[PATCH] middle-end: Fix PR middle-end/85811: Introduce tree_expr_maybe_nan_p et al.

Segher Boessenkool segher@kernel.crashing.org
Mon Aug 17 23:12:39 GMT 2020


On Mon, Aug 17, 2020 at 10:31:08PM +0000, Joseph Myers wrote:
> On Sat, 15 Aug 2020, Segher Boessenkool wrote:
> > On Sat, Aug 15, 2020 at 12:10:42PM +0100, Roger Sayle wrote:
> > > I'll quote Joseph Myers (many thanks) who describes things clearly as:
> > > > (a) When both arguments are NaNs, the return value should be a qNaN,
> > > > but sometimes it is an sNaN if at least one argument is an sNaN.
> > 
> > Where is this defined?  I can't find it in C11, in 18661, and of course
> > it isn't what GCC does (it requires -fsignaling to even acknowledge the
> > existence of signaling NaNs :-) )
> 
> The semantics of fmax and fmin are those of the maxNum and minNum 
> operations in IEEE 754-2008 (that were removed in IEEE 754-2019); see the 
> table of IEEE operation bindings that 18661-1 adds to Annex F.
> 
>   minNum(x, y) is the canonicalized number x if x < y, y if y < x, the 
>   canonicalized number if one operand is a number and the other a quiet 
>   NaN. Otherwise it is either x or y, canonicalized (this means results 
>   might differ among implementations).

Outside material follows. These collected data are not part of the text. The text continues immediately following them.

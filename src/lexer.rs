//! VCL lexical analyzer
//!
//! Converts VCL source text into a flat token stream. The scanner is
//! deliberately total: unrecognized characters are skipped and resource-limit
//! breaches truncate the stream to `Eof`, so lexing never fails. Malformed
//! input yields a token stream the parser will reject with diagnostics.
//!
//! VCL-specific constructs handled here:
//!
//! - brace-quoted synthetic blocks `{"…"}` scanned by brace counting
//! - time-unit number literals (`5m`, `30s`, `250ms`) preserved as strings
//! - the regex-match operators `~` and `!~` (the pattern itself arrives as a
//!   following string token)
//! - hyphenated header identifiers such as `req.http.User-Agent`

use crate::error::Position;
use std::borrow::Cow;

/// Reserved words of the VCL grammar
pub const KEYWORDS: &[&str] = &[
    "sub",
    "if",
    "else",
    "elseif",
    "return",
    "set",
    "unset",
    "error",
    "synthetic",
    "hash_data",
    "true",
    "false",
    "deliver",
    "fetch",
    "pass",
    "hash",
    "lookup",
    "restart",
    "purge",
    "acl",
    "goto",
    "table",
    "backend",
    "director",
    "include",
    "import",
    "declare",
    "local",
];

/// Characters that can begin or continue an operator run
const OPERATOR_CHARS: &str = "+-*/%=<>!&|^~";

/// Configuration options for the lexer
#[derive(Debug, Clone)]
pub struct LexerConfig {
    /// Emit comment tokens instead of discarding them
    pub save_comments: bool,
    /// Maximum number of tokens before the stream is truncated to Eof
    pub max_tokens: usize,
    /// Maximum scanned string length before the string is cut short
    pub max_string_length: usize,
}

impl Default for LexerConfig {
    fn default() -> Self {
        Self {
            save_comments: true,
            max_tokens: 1_000_000,
            max_string_length: 1024 * 1024,
        }
    }
}

/// VCL token categories
#[derive(Debug, Clone, Copy, PartialEq, Eq, Hash, serde::Serialize)]
pub enum TokenKind {
    /// Reserved word (`sub`, `if`, `set`, ...)
    Keyword,
    /// Identifier, possibly dotted and hyphenated (`req.http.User-Agent`)
    Identifier,
    /// String literal of any form; also time-unit numbers (`5m`)
    String,
    /// Plain integer or float literal
    Number,
    /// Operator run (`==`, `!~`, `&&`, `+`, ...)
    Operator,
    /// Single punctuation character
    Punctuation,
    /// `#`, `//` or `/* ... */` comment
    Comment,
    /// End of input, always the final token
    Eof,
}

When either x or y is a 
>   signalingNaN, then the result is according to 6.2.
> 
>   maxNum(x, y) is the canonicalized number y if x < y, x if y < x, the 
>   canonicalized number if one operand is a number and the other a quiet 
>   NaN. Otherwise it is either x or y, canonicalized (this means results 
>   might differ among implementations). When either x or y is a 
>   signalingNaN, then the result is according to 6.2.
> 
> where the relevant wording from 6.2 is
> 
>   Under default exception handling, any operation signaling an invalid 
>   operation exception and for which a floating-point result is to be 
>   delivered shall deliver a quiet NaN.
> 
>   Signaling NaNs shall be reserved operands that, under default exception 
>   handling, signal the invalid operation exception (see 7.2) for every 
>   general-computational and signaling-computational operation except for 
>   the conversions described in 5.12. For non-default treatment, see 8.
> 
> (and maxNum and minNum are in 5.3 "Homogeneous general-computational 
> operations").

Ah, so "When both arguments are NaNs, the return value should be a qNaN"
means the QNaN corresponding to eother x or y.  I see, thanks!